Published in: The Washington Post, December 17, 1995, page C2
Off to a Bad START II
In Both the U.S. and Russia, Hopes for the Strategic Arms Pact Are Fading
By Rodney W. Jones and Yuri K. Nazarkin

Dr. Rodney W. Jones, now president of Policy Architects International, served on the U.S. START delegation. Ambassador Yuri Nazarkin headed the Soviet delegations to the START I talks and participated in the preparation of START II. Both are senior advisers to the Moscow-based START II Program of the Carnegie Endowment for International Peace.

AFTER MONTHS of delay, the Senate Foreign Relations Committee moved last week to bring the START II treaty up for a vote on the Senate floor. The pact would reduce U.S. and Russian strategic nuclear weapons to 70 percent of Cold War levels and also eliminate land-based multiple-warhead missiles, the most threatening of Russia's weapons. Unfortunately, while a favorable Senate vote on the treaty is virtually assured, ratification of the pact by Russia has become increasingly uncertain in recent months. As Russians go to the polls today, many will be voting for politicians who question whether START II is still in Russia's best interest.

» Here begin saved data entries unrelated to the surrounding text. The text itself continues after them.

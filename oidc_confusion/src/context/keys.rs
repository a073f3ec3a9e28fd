//! Well-known context entries and step parameter names.

use crate::actor::{ClientInfo, IssuedTokens, ProviderMetadata};
use crate::barrier::Barrier;
use crate::types::Role;
use crate::verdict::Verdict;

use super::types::ContextKey;

// Suite scope

/// Set once a step finished with a conclusive verdict.
pub const STEP_COMPLETED: ContextKey<bool> = ContextKey::new("suite.step-completed");

/// Client registered at the honest OP, reused across steps.
pub const OP_HONEST_CLIENT: ContextKey<ClientInfo> =
    ContextKey::new("op.registered-client-info-honest");

pub const RP_DISCOVERED_METADATA: ContextKey<ProviderMetadata> =
    ContextKey::new("rp.discovered-op-config");
pub const RP_HONEST_CLIENT: ContextKey<ClientInfo> = ContextKey::new("rp.1-registered-client-info");
pub const RP_EVIL_CLIENT: ContextKey<ClientInfo> = ContextKey::new("rp.2-registered-client-info");
pub const RP_USER1_ID_TOKEN: ContextKey<String> = ContextKey::new("rp.stored-idtoken-user1");
pub const RP_USER2_ID_TOKEN: ContextKey<String> = ContextKey::new("rp.stored-idtoken-user2");

// Step scope, OP actors

pub const OP_EVIL_CLIENT: ContextKey<ClientInfo> =
    ContextKey::new("op.registered-client-info-evil");
pub const AUTH_REQ_NONCE: ContextKey<String> = ContextKey::new("op.auth-req-nonce");
pub const HONEST_CODE: ContextKey<String> = ContextKey::new("op.honest-code");
pub const HONEST_ACCESS_TOKEN: ContextKey<String> = ContextKey::new("op.honest-access-token");
pub const AUTH_REQ_HONEST_NONCE: ContextKey<String> = ContextKey::new("op.auth-req-honest-nonce");
pub const AUTH_REQ_HONEST_STATE: ContextKey<String> = ContextKey::new("op.auth-req-honest-state");
/// Path fragment forcing the target into fresh discovery and registration.
pub const REGISTRATION_FRAGMENT: ContextKey<String> =
    ContextKey::new("op.registration-enforcing-path-fragment");
pub const UNTRUSTED_KEY_REQUESTED: ContextKey<bool> = ContextKey::new("op.untrusted-key-requested");
pub const MULTI_PART_FINISHED: ContextKey<bool> = ContextKey::new("op.multi-part-test-finished");
/// Claimed by whichever OP receives the first authorization request.
pub const FIRST_AUTH_CLAIMED: ContextKey<bool> = ContextKey::new("op.first-auth-request-claimed");

pub const TOKEN_LEAK: ContextKey<Barrier<Option<Verdict>>> =
    ContextKey::new("op.token-information-leak");
pub const USERINFO_LEAK: ContextKey<Barrier<Option<Verdict>>> =
    ContextKey::new("op.userinfo-information-leak");
/// Honest OP saw the probing authorization request.
pub const HONEST_AUTH_SEEN: ContextKey<Barrier<()>> =
    ContextKey::new("op.block-browser-waiting-for-honest");
/// Second authorization request arrived, the held first response may go out.
pub const SECOND_AUTH_SEEN: ContextKey<Barrier<()>> = ContextKey::new("op.block-op");
pub const STEP_RESULT: ContextKey<Barrier<Verdict>> =
    ContextKey::new("op.block-browser-and-test-result");
/// First authorization request of an invalid state run was captured.
pub const RELOAD_BROWSER: ContextKey<Barrier<()>> = ContextKey::new("op.reload-browser-future");
/// Browser finished its second login, the held OP may answer.
pub const RELEASE_OP: ContextKey<Barrier<()>> = ContextKey::new("op.block-op-future");
/// OP that answered a token request during the step.
pub const TOKEN_REQUEST_RECEIVED: ContextKey<Role> = ContextKey::new("op.token-request-received");
/// OP that answered a UserInfo request during the step.
pub const USERINFO_REQUEST_RECEIVED: ContextKey<Role> =
    ContextKey::new("op.userinfo-request-received");

// Step scope, RP actors

pub const RP_HONEST_AUTHN_REQUEST: ContextKey<String> = ContextKey::new("rp.prepared-rp1-authnreq");
pub const RP_EVIL_AUTHN_REQUEST: ContextKey<String> = ContextKey::new("rp.prepared-rp2-authnreq");
pub const RP_HONEST_REDIRECT_URI: ContextKey<String> = ContextKey::new("rp.rp1-redirect-uri");
pub const RP_EVIL_REDIRECT_URI: ContextKey<String> = ContextKey::new("rp.rp2-redirect-uri");
pub const RP_HONEST_STATE: ContextKey<String> = ContextKey::new("rp.rp1-state");
pub const RP_EVIL_STATE: ContextKey<String> = ContextKey::new("rp.rp2-state");
pub const LAST_BROWSER_URL: ContextKey<String> = ContextKey::new("rp.last-url-seen-in-browser");
pub const STORED_AUTH_CODE: ContextKey<String> = ContextKey::new("rp.stored-auth-code");
pub const RP_LAST_TOKENS: ContextKey<IssuedTokens> = ContextKey::new("rp.last-issued-tokens");
/// `sub` of the first user, stored before the sub claim spoofing login.
pub const STORED_USER1_SUB: ContextKey<String> = ContextKey::new("rp.stored-user1-sub");
/// Random label injected into a manipulated redirect URI.
pub const REDIRECT_URI_MANIPULATOR: ContextKey<String> =
    ContextKey::new("rp.redirect-uri-manipulator");
pub const PKCE_FIRST_VERIFIER: ContextKey<String> = ContextKey::new("rp.pkce-first-verifier");
pub const PKCE_VERIFIER: ContextKey<String> = ContextKey::new("rp.pkce-current-verifier");
/// Browser confirmed the final URL, the callback may evaluate it.
pub const BROWSER_FINISHED: ContextKey<Barrier<()>> = ContextKey::new("rp.block-rp-for-browser");
pub const RP_RESULT: ContextKey<Barrier<Verdict>> =
    ContextKey::new("rp.block-browser-for-rp-testresult");

/// Step and actor parameter names.
pub mod params {
    pub const GRANT_NOT_NEEDED: &str = "grant_not_needed";
    pub const REGISTRATION_NEEDED: &str = "dynamic_client_registration_support_needed";

    pub const BROWSER_INPUT_OP_URL: &str = "browser_input_op_url";
    pub const BROWSER_INPUT_HONEST_OP_URL: &str = "browser_input_honest-op_url";
    pub const BROWSER_INPUT_EVIL_OP_URL: &str = "browser_input_evil-op_url";

    pub const USE_EVIL_NEEDLE: &str = "use_evil_needle";
    pub const FORCE_SUCCESS_URL_FAILS: &str = "force_success_url_fails";
    pub const FORCE_UNTRUSTED_KEY_REQUEST_FAILS: &str = "request_to_untrusted_key_uri_fails_test";

    pub const FORCE_HONEST_DISCOVERY_ISS: &str = "force_honest_discovery_iss";
    pub const FORCE_HONEST_DISCOVERY_TOKEN_EP: &str = "force_honest_discovery_tokenEP";
    pub const FORCE_HONEST_DISCOVERY_USERINFO_EP: &str = "force_honest_discovery_userinfoEP";
    pub const FORCE_HONEST_TOKEN_ISS: &str = "force_honest_idtoken_iss";
    pub const FORCE_HONEST_TOKEN_SUB: &str = "force_honest_idtoken_sub";
    pub const FORCE_TOKEN_EXP_DAY: &str = "force_idtoken_exp_oneday";
    pub const FORCE_TOKEN_NONCE_INVALID: &str = "force_idtoken_nonce_invalidValue";
    pub const FORCE_TOKEN_NONCE_EXCL: &str = "force_idtoken_nonce_excluded";
    pub const FORCE_TOKEN_AUD_INVALID: &str = "force_idtoken_aud_invalidValue";
    pub const FORCE_TOKEN_SIG_INVALID: &str = "force_idtoken_signature_invalidValue";
    pub const FORCE_TOKEN_SIG_NONE: &str = "force_idtoken_header_alg_none";
    pub const FORCE_REGISTER_HONEST_CLIENTID: &str = "force_register_honest_client_id";

    pub const TARGET_OP_URL: &str = "rp.op_target_url";
    pub const IS_RP_LEARNING_STEP: &str = "rp.is_learning_teststep";
    pub const CURRENT_USER_USERNAME: &str = "current_user_username";
    pub const CURRENT_USER_PASSWORD: &str = "current_user_password";
    pub const IS_SINGLE_RP_TEST: &str = "is_single_rp_test";
    pub const SCRIPT_EXEC_EXCEPTION_FAILS_TEST: &str = "script_exception_fails_test";
    pub const AUTH_ERROR_FAILS_TEST: &str = "authentication-error-response-fails-test";
    pub const TOKEN_RECEIVAL_FAILS_TEST: &str = "code-redemption-fails-test";
    pub const USER2_IN_USERINFO_FAILS_TEST: &str = "username2-in-userinforesponse-fails-test";
    pub const FORCE_NO_REDEEM_AUTH_CODE: &str = "force-no-redeem-auth-code";

    pub const FORCE_STATE_INVALID: &str = "force_state_invalidValue";
    pub const FORCE_STATE_OTHER_SESSION: &str = "force_state_fromotherSession";
    pub const FORCE_TOKEN_HONEST_AUD: &str = "force_idtoken_honest_aud";
    pub const FORCE_TOKEN_REQUEST_FAILS: &str = "force_token_requested_fails";
    pub const FORCE_USERINFO_REQUEST_FAILS: &str = "force_userinfo_requested_fails";

    pub const USERINFO_HONEST_SUB: &str = "include_honest_sub_in_userinfo";
    pub const USERINFO_EVIL_SUB: &str = "include_evil_sub_in_userinfo";
    pub const USERINFO_SUB_AS_ARRAY: &str = "include_sub_claims_as_json_array";
    pub const USERINFO_HONEST_ISS: &str = "include_honest_iss_in_userinfo";
    pub const USERINFO_EVIL_ISS: &str = "include_evil_iss_in_userinfo";
    pub const USERINFO_HONEST_NAME: &str = "force_honest_userinfo_name";
    pub const USERINFO_HONEST_USERNAME: &str = "force_honest_userinfo_username";
    pub const USERINFO_HONEST_EMAIL: &str = "force_honest_userinfo_email";
    pub const TOKEN_HEADER_ADD_CLAIMS: &str = "token_header_add_claims";
    pub const TOKEN_HEADER_HONEST_SUB: &str = "force_token_header_honest_sub";
    pub const TOKEN_HEADER_HONEST_ISS: &str = "force_token_header_honest_iss";
    pub const TOKEN_HEADER_HONEST_EMAIL: &str = "force_token_header_honest_email";
    pub const TOKEN_HEADER_SIGNING_KEY: &str = "include_signing_certificate";

    pub const KEY_SPOOFED_JWK: &str = "idtoken_spoofed_jwk";
    pub const KEY_SPOOFED_X5C: &str = "idtoken_spoofed_x5c";
    pub const KEY_FRESH_KID: &str = "include_fresh_keyid_in_jwt_and_jwk";
    pub const KEY_JKU_AS_KID: &str = "force_spoofed_jku_as_kid";

    pub const CLAIMSREQ_USER1_SUB: &str = "authnreq-add-claimsreq-user1-sub";
    pub const CLAIMSREQ_ARRAY_USER1_SUB: &str = "authnreq-add-claimsreq-array-user1-sub";
    pub const CLAIMSREQ_ARRAY_SUB1_SUB2: &str = "authnreq-add-claimsreq-array-sub1-sub2";
    pub const CLAIMSREQ_ARRAY_SUB2_SUB1: &str = "authnreq-add-claimsreq-array-sub2-sub1";
    pub const ID_TOKEN_HINT_USER1: &str = "authnreq-add-id_token_hint-user1";

    pub const RUM_EVIL_REDIRECT_URI: &str = "authnreq-force-evil-redirect-uri";
    pub const RUM_SUBDOMAIN: &str = "authnreq-random-subdomain-in-redirect-uri";
    pub const RUM_PATH_SUFFIX: &str = "authnreq-random-path-suffix-in-redirect-uri";
    pub const RUM_INVALID_TLD: &str = "authnreq-invalid-top-level-domain-in-redirect-uri";

    pub const PKCE_VERIFIER_EXCLUDED: &str = "tokenreq-pkce-verifier-excluded";
    pub const PKCE_VERIFIER_INVALID: &str = "tokenreq-invalid-pkce-verifier";
    pub const PKCE_FROM_OTHER_SESSION: &str = "tokenreq-pkce-from-other-session";
    pub const PKCE_METHOD_PLAIN: &str = "tokenreq-add-pkce-method-param-plain";
}
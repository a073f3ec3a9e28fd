//! Permission check run against the target before every step.

use url::Url;

use crate::context::StepContext;
use crate::context::keys::params::GRANT_NOT_NEEDED;
use crate::logger::StepLogger;
use crate::utils::{UtilError, normalize_uri};

use super::config::RunnerConfig;

/// Grant resource URL for `target`: its origin with the path replaced by
/// `grant_path` and no query.
pub fn grant_url(target: &str, grant_path: &str) -> Result<String, UtilError> {
    let normalized = normalize_uri(target)?;
    let mut url = Url::parse(&normalized).map_err(|e| UtilError::Uri(format!("{target}: {e}")))?;
    url.set_path(grant_path);
    url.set_query(None);
    Ok(url.to_string())
}

/// Whether the target allows this controller to run tests against it.
///
/// The grant resource must answer 200 with a body naming the controller
/// URI. Every other outcome denies the test.
pub async fn test_granted(
    config: &RunnerConfig,
    target: &str,
    step: &StepContext,
    logger: &StepLogger,
) -> bool {
    if config.skip_grant_check || step.param_bool(GRANT_NOT_NEEDED) {
        logger.log("Permission to perform test on remote server not evaluated.");
        return true;
    }

    let url = match grant_url(target, &config.grant_path) {
        Ok(url) => url,
        Err(e) => {
            logger.log_error("Invalid target URL", &e);
            return false;
        }
    };
    logger.log(format!("Obtaining permission to perform test from url '{url}'."));

    let client = match reqwest::Client::builder()
        .timeout(config.timeouts.long)
        .build()
    {
        Ok(client) => client,
        Err(e) => {
            logger.log_error("Failed to create HTTP client", &e);
            return false;
        }
    };
    let response = match client.get(&url).send().await {
        Ok(response) => response,
        Err(e) => {
            logger.log_error("Failed to retrieve grant token from target", &e);
            return false;
        }
    };
    if response.status() != reqwest::StatusCode::OK {
        logger.log(format!("No valid response received ({}).", response.status()));
        return false;
    }
    let body = match response.text().await {
        Ok(body) => body,
        Err(e) => {
            logger.log_error("Failed to read grant token", &e);
            return false;
        }
    };
    let token = body.trim();
    if token.is_empty() {
        logger.log("No valid response received (empty body).");
        return false;
    }

    match (normalize_uri(token), normalize_uri(&config.hosts.controller_uri)) {
        (Ok(granted), Ok(controller)) if granted == controller => true,
        (Ok(granted), Ok(_)) => {
            logger.log(format!("Grant token '{granted}' does not name this controller."));
            false
        }
        (Err(e), _) | (_, Err(e)) => {
            logger.log_error("Grant token is not a valid URI", &e);
            false
        }
    }
}
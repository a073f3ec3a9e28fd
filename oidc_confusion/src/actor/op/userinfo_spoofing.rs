use async_trait::async_trait;
use http::StatusCode;
use http::header::CONTENT_TYPE;
use serde_json::{Map, Value, json};

use crate::actor::errors::ActorError;
use crate::actor::keys::{self, KeyKind};
use crate::actor::types::{ActorRequest, ActorResponse, Endpoint};
use crate::context::keys::USERINFO_REQUEST_RECEIVED;
use crate::context::keys::params::{
    TOKEN_HEADER_ADD_CLAIMS, TOKEN_HEADER_HONEST_EMAIL, TOKEN_HEADER_HONEST_ISS,
    TOKEN_HEADER_HONEST_SUB, TOKEN_HEADER_SIGNING_KEY, USERINFO_EVIL_ISS, USERINFO_EVIL_SUB,
    USERINFO_HONEST_EMAIL, USERINFO_HONEST_ISS, USERINFO_HONEST_NAME, USERINFO_HONEST_SUB,
    USERINFO_HONEST_USERNAME, USERINFO_SUB_AS_ARRAY,
};
use crate::types::Role;

use super::server::{OpScenario, OpServer, user_identity};

/// Mixes the honest user's identifiers into the evil OP's UserInfo
/// response and ID token header.
pub struct UserInfoIdSpoofingOp;

impl UserInfoIdSpoofingOp {
    /// Members of the UserInfo document in order. Names may repeat, which a
    /// JSON object cannot express.
    fn userinfo_members(op: &OpServer) -> Vec<(&'static str, Value)> {
        let params = &op.env().params;
        let honest = user_identity(Role::Honest);
        let evil = user_identity(Role::Evil);
        let pick = |param: &str, name: &str| {
            if params.bool(param) {
                honest[name].clone()
            } else {
                evil[name].clone()
            }
        };

        let mut subs = Vec::new();
        if params.bool(USERINFO_HONEST_SUB) {
            subs.push(honest["sub"].clone());
        }
        if params.bool(USERINFO_EVIL_SUB) {
            subs.push(evil["sub"].clone());
        }
        let mut members: Vec<(&'static str, Value)> = if subs.is_empty() {
            vec![("sub", evil["sub"].clone())]
        } else if params.bool(USERINFO_SUB_AS_ARRAY) {
            vec![("sub", Value::Array(subs))]
        } else {
            subs.into_iter().map(|sub| ("sub", sub)).collect()
        };

        if params.bool(USERINFO_HONEST_ISS) {
            members.push(("iss", json!(op.issuer(Role::Honest))));
        }
        if params.bool(USERINFO_EVIL_ISS) {
            members.push(("iss", json!(op.issuer(Role::Evil))));
        }
        members.push(("name", pick(USERINFO_HONEST_NAME, "name")));
        members.push((
            "preferred_username",
            pick(USERINFO_HONEST_USERNAME, "preferred_username"),
        ));
        members.push(("email", pick(USERINFO_HONEST_EMAIL, "email")));
        members
    }

    fn header_params_set(op: &OpServer) -> bool {
        let params = &op.env().params;
        [
            TOKEN_HEADER_ADD_CLAIMS,
            TOKEN_HEADER_HONEST_SUB,
            TOKEN_HEADER_HONEST_ISS,
            TOKEN_HEADER_HONEST_EMAIL,
            TOKEN_HEADER_SIGNING_KEY,
        ]
        .iter()
        .any(|name| params.bool(name))
    }
}

/// Serialize members verbatim, keeping duplicates.
fn json_with_duplicates(members: &[(&str, Value)]) -> String {
    let body: Vec<String> = members
        .iter()
        .map(|(name, value)| format!("{}:{}", json!(name), value))
        .collect();
    format!("{{{}}}", body.join(","))
}

#[async_trait]
impl OpScenario for UserInfoIdSpoofingOp {
    async fn intercept(
        &self,
        op: &OpServer,
        endpoint: Endpoint,
        request: &ActorRequest,
    ) -> Result<Option<ActorResponse>, ActorError> {
        if endpoint != Endpoint::UserInfo || request.bearer_token().is_none() {
            return Ok(None);
        }
        op.env().step.insert(USERINFO_REQUEST_RECEIVED, op.role());
        let body = json_with_duplicates(&Self::userinfo_members(op));
        op.env()
            .logger
            .log_code_block("Returning manipulated UserInfo Response:", &body);
        let mut response = ActorResponse::new(StatusCode::OK).with_header(CONTENT_TYPE, "application/json");
        response.body = body.into_bytes();
        Ok(Some(response))
    }

    fn sign_id_token(&self, op: &OpServer, claims: &Value) -> Result<Option<String>, ActorError> {
        if !Self::header_params_set(op) {
            return Ok(None);
        }
        let params = &op.env().params;
        let key = keys::signing_key(KeyKind::from(op.role()))?;
        let honest = user_identity(Role::Honest);

        let mut header = Map::new();
        header.insert("alg".to_string(), json!("EdDSA"));
        header.insert("typ".to_string(), json!("JWT"));
        header.insert("kid".to_string(), json!(key.kid()));
        if params.bool(TOKEN_HEADER_ADD_CLAIMS) {
            for name in ["sub", "iss", "email"] {
                if let Some(value) = claims.get(name) {
                    header.insert(name.to_string(), value.clone());
                }
            }
        }
        if params.bool(TOKEN_HEADER_HONEST_SUB) {
            header.insert("sub".to_string(), honest["sub"].clone());
        }
        if params.bool(TOKEN_HEADER_HONEST_ISS) {
            header.insert("iss".to_string(), json!(op.issuer(Role::Honest)));
        }
        if params.bool(TOKEN_HEADER_HONEST_EMAIL) {
            header.insert("email".to_string(), honest["email"].clone());
        }
        if params.bool(TOKEN_HEADER_SIGNING_KEY) {
            header.insert("jwk".to_string(), key.public_jwk());
        }
        key.sign_with_header(&Value::Object(header), claims).map(Some)
    }
}
//! Test step execution.

mod config;
mod errors;
mod executor;
mod grant;

pub use config::RunnerConfig;
pub use errors::RunnerError;
pub use executor::{StepExecutor, StepRun};
pub use grant::{grant_url, test_granted};

#[cfg(test)]
pub(crate) use config::test_support;
//! Simulated OpenID providers.

mod idp_confusion;
mod invalid_state;
mod key_confusion;
mod malicious_endpoint;
mod replay;
mod server;
mod session_key_confusion;
mod session_overwriting;
mod token_recipient;
mod userinfo_spoofing;

pub use idp_confusion::IdpConfusionOp;
pub use invalid_state::InvalidStateOp;
pub use key_confusion::{KEY_CONFUSION_ITERATIONS, KeyConfusionOp};
pub use malicious_endpoint::MaliciousEndpointOp;
pub use replay::ReplayOp;
pub use server::{DefaultOp, OpScenario, OpServer};
pub use session_key_confusion::SessionKeyConfusionOp;
pub use session_overwriting::SessionOverwritingOp;
pub use token_recipient::TokenRecipientConfusionOp;
pub use userinfo_spoofing::UserInfoIdSpoofingOp;
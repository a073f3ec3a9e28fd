//! One-shot rendezvous cells shared between actors of a single step.

use std::sync::Arc;
use std::time::Duration;
use thiserror::Error;
use tokio::sync::watch;

#[derive(Debug, Error, Clone, PartialEq, Eq)]
pub enum BarrierError {
    #[error("Barrier '{label}' timed out after {timeout:?}")]
    TimedOut { label: String, timeout: Duration },

    #[error("Barrier '{0}' was abandoned")]
    Abandoned(String),
}

#[derive(Debug, Clone)]
enum Slot<T> {
    Pending,
    Done(T),
    Abandoned,
}

/// Single-assignment value cell with bounded waits.
///
/// Clones share the same cell. The first `complete` wins; later calls and
/// calls after `abandon` are no-ops. `wait` never blocks past its timeout.
#[derive(Debug)]
pub struct Barrier<T> {
    label: Arc<str>,
    tx: Arc<watch::Sender<Slot<T>>>,
}

impl<T> Clone for Barrier<T> {
    fn clone(&self) -> Self {
        Self {
            label: self.label.clone(),
            tx: self.tx.clone(),
        }
    }
}

impl<T: Clone + Send + Sync + 'static> Barrier<T> {
    pub fn new(label: &str) -> Self {
        let (tx, _rx) = watch::channel(Slot::Pending);
        Self {
            label: Arc::from(label),
            tx: Arc::new(tx),
        }
    }

    pub fn label(&self) -> &str {
        &self.label
    }

    /// Store `value` unless the cell is already settled. Returns whether
    /// this call settled it.
    pub fn complete(&self, value: T) -> bool {
        let settled = self.tx.send_if_modified(|slot| {
            if matches!(slot, Slot::Pending) {
                *slot = Slot::Done(value);
                true
            } else {
                false
            }
        });
        if !settled {
            tracing::debug!("Barrier '{}' already settled, completion ignored", self.label);
        }
        settled
    }

    pub fn is_settled(&self) -> bool {
        !matches!(*self.tx.borrow(), Slot::Pending)
    }

    /// Completed value, if any, without waiting.
    pub fn peek(&self) -> Option<T> {
        match &*self.tx.borrow() {
            Slot::Done(value) => Some(value.clone()),
            _ => None,
        }
    }

    pub async fn wait(&self, timeout: Duration) -> Result<T, BarrierError> {
        let mut rx = self.tx.subscribe();
        let settled = tokio::time::timeout(
            timeout,
            rx.wait_for(|slot| !matches!(slot, Slot::Pending)),
        )
        .await;

        match settled {
            Err(_) => {
                tracing::debug!("Barrier '{}' timed out after {:?}", self.label, timeout);
                Err(BarrierError::TimedOut {
                    label: self.label.to_string(),
                    timeout,
                })
            }
            // The sender lives as long as `self`, a closed channel only
            // happens during teardown.
            Ok(Err(_)) => Err(BarrierError::Abandoned(self.label.to_string())),
            Ok(Ok(slot)) => match &*slot {
                Slot::Done(value) => Ok(value.clone()),
                _ => Err(BarrierError::Abandoned(self.label.to_string())),
            },
        }
    }
}

/// Type-erased handle used by the step context to release barriers at
/// step end.
pub(crate) trait Abandon: Send + Sync {
    /// Settle a pending cell as abandoned. Returns whether it was pending.
    fn abandon(&self) -> bool;
    fn label(&self) -> &str;
}

impl<T: Clone + Send + Sync + 'static> Abandon for Barrier<T> {
    fn abandon(&self) -> bool {
        self.tx.send_if_modified(|slot| {
            if matches!(slot, Slot::Pending) {
                *slot = Slot::Abandoned;
                true
            } else {
                false
            }
        })
    }

    fn label(&self) -> &str {
        &self.label
    }
}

The prime cause of Russian second thoughts, according to parliamentarians and defense experts in Moscow, is the Republican-led effort that began this summer to mandate the deployment of a multi-site strategic anti-ballistic missile, or ABM, system by the year 2003. This system was called for originally in the Senate version of the defense authorization bill and endorsed last week by a House-Senate conference committee. Yet is would violate the 1972 ABM Treaty, which for more than two decades has helped curtail a costly buildup of defensive nuclear weapons and countervailing offensive weapons.